▶ [Stored entries]
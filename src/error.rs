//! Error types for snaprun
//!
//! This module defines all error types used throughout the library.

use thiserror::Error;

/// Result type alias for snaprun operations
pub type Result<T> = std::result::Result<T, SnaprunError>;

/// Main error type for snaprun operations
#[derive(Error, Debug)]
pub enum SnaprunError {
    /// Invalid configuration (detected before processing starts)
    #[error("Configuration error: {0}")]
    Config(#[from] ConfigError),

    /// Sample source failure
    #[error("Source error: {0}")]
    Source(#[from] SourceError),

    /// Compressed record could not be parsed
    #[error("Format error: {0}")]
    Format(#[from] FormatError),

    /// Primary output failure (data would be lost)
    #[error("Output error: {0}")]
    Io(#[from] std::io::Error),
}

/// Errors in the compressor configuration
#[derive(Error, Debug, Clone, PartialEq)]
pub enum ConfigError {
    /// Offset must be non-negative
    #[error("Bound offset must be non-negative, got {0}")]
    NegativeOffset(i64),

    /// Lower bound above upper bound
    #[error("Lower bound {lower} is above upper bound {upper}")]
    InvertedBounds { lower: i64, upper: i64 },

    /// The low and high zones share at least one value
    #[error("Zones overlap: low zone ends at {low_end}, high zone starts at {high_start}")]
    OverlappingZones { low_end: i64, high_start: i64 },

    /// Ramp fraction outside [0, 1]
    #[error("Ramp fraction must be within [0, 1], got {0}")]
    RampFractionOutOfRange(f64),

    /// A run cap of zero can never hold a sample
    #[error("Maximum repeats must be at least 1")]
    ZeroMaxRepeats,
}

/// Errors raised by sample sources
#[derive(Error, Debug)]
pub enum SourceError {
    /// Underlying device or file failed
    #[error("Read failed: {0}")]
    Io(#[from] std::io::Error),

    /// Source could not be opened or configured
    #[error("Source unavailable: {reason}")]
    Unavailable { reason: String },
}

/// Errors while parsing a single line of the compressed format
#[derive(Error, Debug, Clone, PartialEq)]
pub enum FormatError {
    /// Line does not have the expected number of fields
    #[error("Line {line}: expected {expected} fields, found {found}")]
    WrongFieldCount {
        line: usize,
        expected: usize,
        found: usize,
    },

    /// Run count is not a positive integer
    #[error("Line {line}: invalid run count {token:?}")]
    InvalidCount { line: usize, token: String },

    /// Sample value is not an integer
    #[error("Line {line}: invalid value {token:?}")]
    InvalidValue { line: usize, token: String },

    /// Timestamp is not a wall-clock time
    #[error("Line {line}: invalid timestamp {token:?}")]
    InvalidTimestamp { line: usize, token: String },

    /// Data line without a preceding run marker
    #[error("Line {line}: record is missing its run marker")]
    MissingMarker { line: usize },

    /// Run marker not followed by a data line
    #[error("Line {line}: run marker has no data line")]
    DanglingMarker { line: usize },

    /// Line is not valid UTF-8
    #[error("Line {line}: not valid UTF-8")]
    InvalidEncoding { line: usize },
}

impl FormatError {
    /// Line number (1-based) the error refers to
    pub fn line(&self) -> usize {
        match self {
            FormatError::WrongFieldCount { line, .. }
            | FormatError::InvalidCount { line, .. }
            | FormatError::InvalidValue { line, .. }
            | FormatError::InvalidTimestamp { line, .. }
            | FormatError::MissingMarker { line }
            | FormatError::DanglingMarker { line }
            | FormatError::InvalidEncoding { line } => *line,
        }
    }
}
---
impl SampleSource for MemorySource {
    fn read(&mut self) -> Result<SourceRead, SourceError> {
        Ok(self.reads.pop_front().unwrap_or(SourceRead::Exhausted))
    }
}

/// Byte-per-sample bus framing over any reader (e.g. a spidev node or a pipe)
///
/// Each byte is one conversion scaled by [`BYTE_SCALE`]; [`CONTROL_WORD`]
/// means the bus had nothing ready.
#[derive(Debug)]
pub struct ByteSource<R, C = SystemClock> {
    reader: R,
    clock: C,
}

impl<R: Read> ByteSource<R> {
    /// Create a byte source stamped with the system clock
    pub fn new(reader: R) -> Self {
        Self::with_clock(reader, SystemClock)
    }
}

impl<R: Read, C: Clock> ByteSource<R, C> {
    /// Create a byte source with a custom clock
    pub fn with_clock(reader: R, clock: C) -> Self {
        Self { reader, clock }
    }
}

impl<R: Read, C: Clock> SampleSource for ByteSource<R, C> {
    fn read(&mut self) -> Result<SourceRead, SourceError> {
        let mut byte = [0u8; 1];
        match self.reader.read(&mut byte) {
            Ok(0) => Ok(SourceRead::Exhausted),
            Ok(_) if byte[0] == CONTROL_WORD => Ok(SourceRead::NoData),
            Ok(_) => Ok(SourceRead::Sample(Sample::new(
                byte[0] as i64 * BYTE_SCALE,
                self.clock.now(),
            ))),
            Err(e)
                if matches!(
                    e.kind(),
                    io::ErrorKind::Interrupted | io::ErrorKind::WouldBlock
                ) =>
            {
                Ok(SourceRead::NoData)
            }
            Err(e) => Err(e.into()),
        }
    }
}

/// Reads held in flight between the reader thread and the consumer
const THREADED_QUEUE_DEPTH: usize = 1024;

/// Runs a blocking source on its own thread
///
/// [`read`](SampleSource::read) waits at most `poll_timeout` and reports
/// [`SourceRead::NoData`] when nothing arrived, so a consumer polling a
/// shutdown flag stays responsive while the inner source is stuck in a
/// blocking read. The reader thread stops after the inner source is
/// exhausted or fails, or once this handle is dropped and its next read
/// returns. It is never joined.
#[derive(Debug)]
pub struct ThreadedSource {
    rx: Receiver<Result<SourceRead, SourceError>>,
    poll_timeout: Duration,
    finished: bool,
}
---
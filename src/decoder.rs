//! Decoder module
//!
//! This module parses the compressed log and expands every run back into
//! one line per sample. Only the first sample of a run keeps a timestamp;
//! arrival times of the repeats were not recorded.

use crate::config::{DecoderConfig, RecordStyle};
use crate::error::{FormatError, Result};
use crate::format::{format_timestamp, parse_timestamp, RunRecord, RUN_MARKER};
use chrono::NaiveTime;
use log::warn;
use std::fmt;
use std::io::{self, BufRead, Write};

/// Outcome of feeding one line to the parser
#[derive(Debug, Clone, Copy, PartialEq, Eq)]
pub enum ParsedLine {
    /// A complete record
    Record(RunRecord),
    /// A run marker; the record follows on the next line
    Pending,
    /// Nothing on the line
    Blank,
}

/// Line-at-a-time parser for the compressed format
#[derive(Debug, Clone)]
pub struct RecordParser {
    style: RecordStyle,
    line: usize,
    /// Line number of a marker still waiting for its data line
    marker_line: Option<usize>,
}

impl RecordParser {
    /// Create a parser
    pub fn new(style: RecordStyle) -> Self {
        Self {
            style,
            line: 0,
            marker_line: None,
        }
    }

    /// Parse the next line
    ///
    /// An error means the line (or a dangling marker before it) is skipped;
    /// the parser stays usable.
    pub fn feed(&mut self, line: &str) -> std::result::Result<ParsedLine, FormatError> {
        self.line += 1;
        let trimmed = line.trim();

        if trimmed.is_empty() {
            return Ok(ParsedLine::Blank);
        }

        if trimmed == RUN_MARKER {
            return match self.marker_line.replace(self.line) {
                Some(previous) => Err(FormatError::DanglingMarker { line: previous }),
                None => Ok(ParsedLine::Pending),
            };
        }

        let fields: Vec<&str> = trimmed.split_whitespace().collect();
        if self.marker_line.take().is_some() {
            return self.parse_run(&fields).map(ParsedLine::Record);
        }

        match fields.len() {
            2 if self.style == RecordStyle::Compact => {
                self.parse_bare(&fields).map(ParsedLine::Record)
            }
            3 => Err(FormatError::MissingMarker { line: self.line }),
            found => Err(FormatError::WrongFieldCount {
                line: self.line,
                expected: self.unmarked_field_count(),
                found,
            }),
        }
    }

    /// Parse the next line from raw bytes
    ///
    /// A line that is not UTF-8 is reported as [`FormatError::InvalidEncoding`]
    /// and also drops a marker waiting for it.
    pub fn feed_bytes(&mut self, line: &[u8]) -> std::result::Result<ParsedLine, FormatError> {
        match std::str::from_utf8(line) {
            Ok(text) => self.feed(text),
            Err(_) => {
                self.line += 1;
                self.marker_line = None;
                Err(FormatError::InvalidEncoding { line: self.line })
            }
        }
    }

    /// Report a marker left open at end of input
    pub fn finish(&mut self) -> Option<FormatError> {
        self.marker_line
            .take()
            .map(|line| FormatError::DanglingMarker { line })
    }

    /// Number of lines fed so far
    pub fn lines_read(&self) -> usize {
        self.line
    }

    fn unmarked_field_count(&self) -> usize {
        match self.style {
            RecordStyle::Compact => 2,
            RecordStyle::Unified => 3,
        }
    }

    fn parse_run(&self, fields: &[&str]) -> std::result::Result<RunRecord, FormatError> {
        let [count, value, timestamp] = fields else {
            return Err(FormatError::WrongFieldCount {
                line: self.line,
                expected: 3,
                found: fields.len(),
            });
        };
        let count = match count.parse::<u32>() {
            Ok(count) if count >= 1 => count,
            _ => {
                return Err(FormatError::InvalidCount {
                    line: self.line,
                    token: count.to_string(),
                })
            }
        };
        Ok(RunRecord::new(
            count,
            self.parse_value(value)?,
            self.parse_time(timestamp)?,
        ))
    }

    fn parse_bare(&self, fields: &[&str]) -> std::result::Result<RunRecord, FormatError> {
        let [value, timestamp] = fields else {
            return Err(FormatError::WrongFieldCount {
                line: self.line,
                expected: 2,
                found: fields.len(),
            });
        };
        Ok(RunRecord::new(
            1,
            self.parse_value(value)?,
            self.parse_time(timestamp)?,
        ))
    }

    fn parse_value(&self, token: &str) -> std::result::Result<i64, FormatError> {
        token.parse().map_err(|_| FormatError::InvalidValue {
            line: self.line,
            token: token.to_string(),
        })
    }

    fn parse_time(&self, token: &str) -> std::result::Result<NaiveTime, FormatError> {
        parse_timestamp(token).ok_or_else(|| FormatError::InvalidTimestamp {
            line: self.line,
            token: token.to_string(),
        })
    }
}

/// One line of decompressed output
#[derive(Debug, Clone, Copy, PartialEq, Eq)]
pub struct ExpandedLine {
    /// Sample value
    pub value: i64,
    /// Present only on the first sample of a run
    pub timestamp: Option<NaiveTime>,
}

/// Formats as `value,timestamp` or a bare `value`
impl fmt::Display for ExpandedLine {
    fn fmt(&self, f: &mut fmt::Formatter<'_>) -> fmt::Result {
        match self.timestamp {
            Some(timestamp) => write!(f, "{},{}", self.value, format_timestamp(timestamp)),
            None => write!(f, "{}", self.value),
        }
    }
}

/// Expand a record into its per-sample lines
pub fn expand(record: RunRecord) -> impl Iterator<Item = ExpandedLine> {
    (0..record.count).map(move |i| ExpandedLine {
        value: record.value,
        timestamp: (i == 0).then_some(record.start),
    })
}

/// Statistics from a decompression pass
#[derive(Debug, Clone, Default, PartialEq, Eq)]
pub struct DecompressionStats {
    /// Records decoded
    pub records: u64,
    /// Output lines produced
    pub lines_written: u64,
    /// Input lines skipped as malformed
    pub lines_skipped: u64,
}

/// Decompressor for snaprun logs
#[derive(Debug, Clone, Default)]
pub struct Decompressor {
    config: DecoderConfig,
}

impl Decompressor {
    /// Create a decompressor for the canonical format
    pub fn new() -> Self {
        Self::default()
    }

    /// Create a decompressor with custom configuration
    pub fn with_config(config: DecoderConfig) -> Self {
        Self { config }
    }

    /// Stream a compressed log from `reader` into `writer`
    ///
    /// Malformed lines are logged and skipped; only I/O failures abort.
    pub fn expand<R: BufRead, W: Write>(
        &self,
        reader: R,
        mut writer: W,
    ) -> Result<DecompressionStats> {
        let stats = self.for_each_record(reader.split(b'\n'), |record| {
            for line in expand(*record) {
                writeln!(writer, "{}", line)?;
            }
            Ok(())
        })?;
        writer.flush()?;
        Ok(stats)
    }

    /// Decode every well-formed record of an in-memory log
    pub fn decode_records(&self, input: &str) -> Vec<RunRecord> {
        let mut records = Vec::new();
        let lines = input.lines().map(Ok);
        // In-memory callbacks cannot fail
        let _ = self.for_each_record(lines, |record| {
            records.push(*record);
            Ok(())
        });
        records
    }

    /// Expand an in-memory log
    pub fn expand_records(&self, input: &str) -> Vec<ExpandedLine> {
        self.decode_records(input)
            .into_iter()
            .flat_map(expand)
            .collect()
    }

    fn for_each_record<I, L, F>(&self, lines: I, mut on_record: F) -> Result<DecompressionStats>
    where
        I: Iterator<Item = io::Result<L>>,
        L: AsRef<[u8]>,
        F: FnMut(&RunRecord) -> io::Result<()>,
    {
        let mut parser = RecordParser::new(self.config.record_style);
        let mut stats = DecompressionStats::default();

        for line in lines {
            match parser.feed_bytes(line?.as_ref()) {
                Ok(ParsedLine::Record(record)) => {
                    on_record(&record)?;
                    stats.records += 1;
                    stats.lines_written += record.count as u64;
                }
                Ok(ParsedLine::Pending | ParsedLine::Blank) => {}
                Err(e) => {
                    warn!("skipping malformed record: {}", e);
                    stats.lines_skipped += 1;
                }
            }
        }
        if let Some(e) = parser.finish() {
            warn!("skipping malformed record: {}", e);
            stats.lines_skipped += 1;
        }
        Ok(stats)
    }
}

▶ [Problem details]
Start with the line above that contains "filename src/error.rs" and end with the line that contains "outside [0, 1]". Write out those lines exactly, and only those.

▶ [Exercise result]
filename src/error.rs
//! Error types for snaprun
//!
//! This module defines all error types used throughout the library.

use thiserror::Error;

/// Result type alias for snaprun operations
pub type Result<T> = std::result::Result<T, SnaprunError>;

/// Main error type for snaprun operations
#[derive(Error, Debug)]
pub enum SnaprunError {
    /// Invalid configuration (detected before processing starts)
    #[error("Configuration error: {0}")]
    Config(#[from] ConfigError),

    /// Sample source failure
    #[error("Source error: {0}")]
    Source(#[from] SourceError),

    /// Compressed record could not be parsed
    #[error("Format error: {0}")]
    Format(#[from] FormatError),

    /// Primary output failure (data would be lost)
    #[error("Output error: {0}")]
    Io(#[from] std::io::Error),
}

/// Errors in the compressor configuration
#[derive(Error, Debug, Clone, PartialEq)]
pub enum ConfigError {
    /// Offset must be non-negative
    #[error("Bound offset must be non-negative, got {0}")]
    NegativeOffset(i64),

    /// Lower bound above upper bound
    #[error("Lower bound {lower} is above upper bound {upper}")]
    InvertedBounds { lower: i64, upper: i64 },

    /// The low and high zones share at least one value
    #[error("Zones overlap: low zone ends at {low_end}, high zone starts at {high_start}")]
    OverlappingZones { low_end: i64, high_start: i64 },

    /// Ramp fraction outside [0, 1]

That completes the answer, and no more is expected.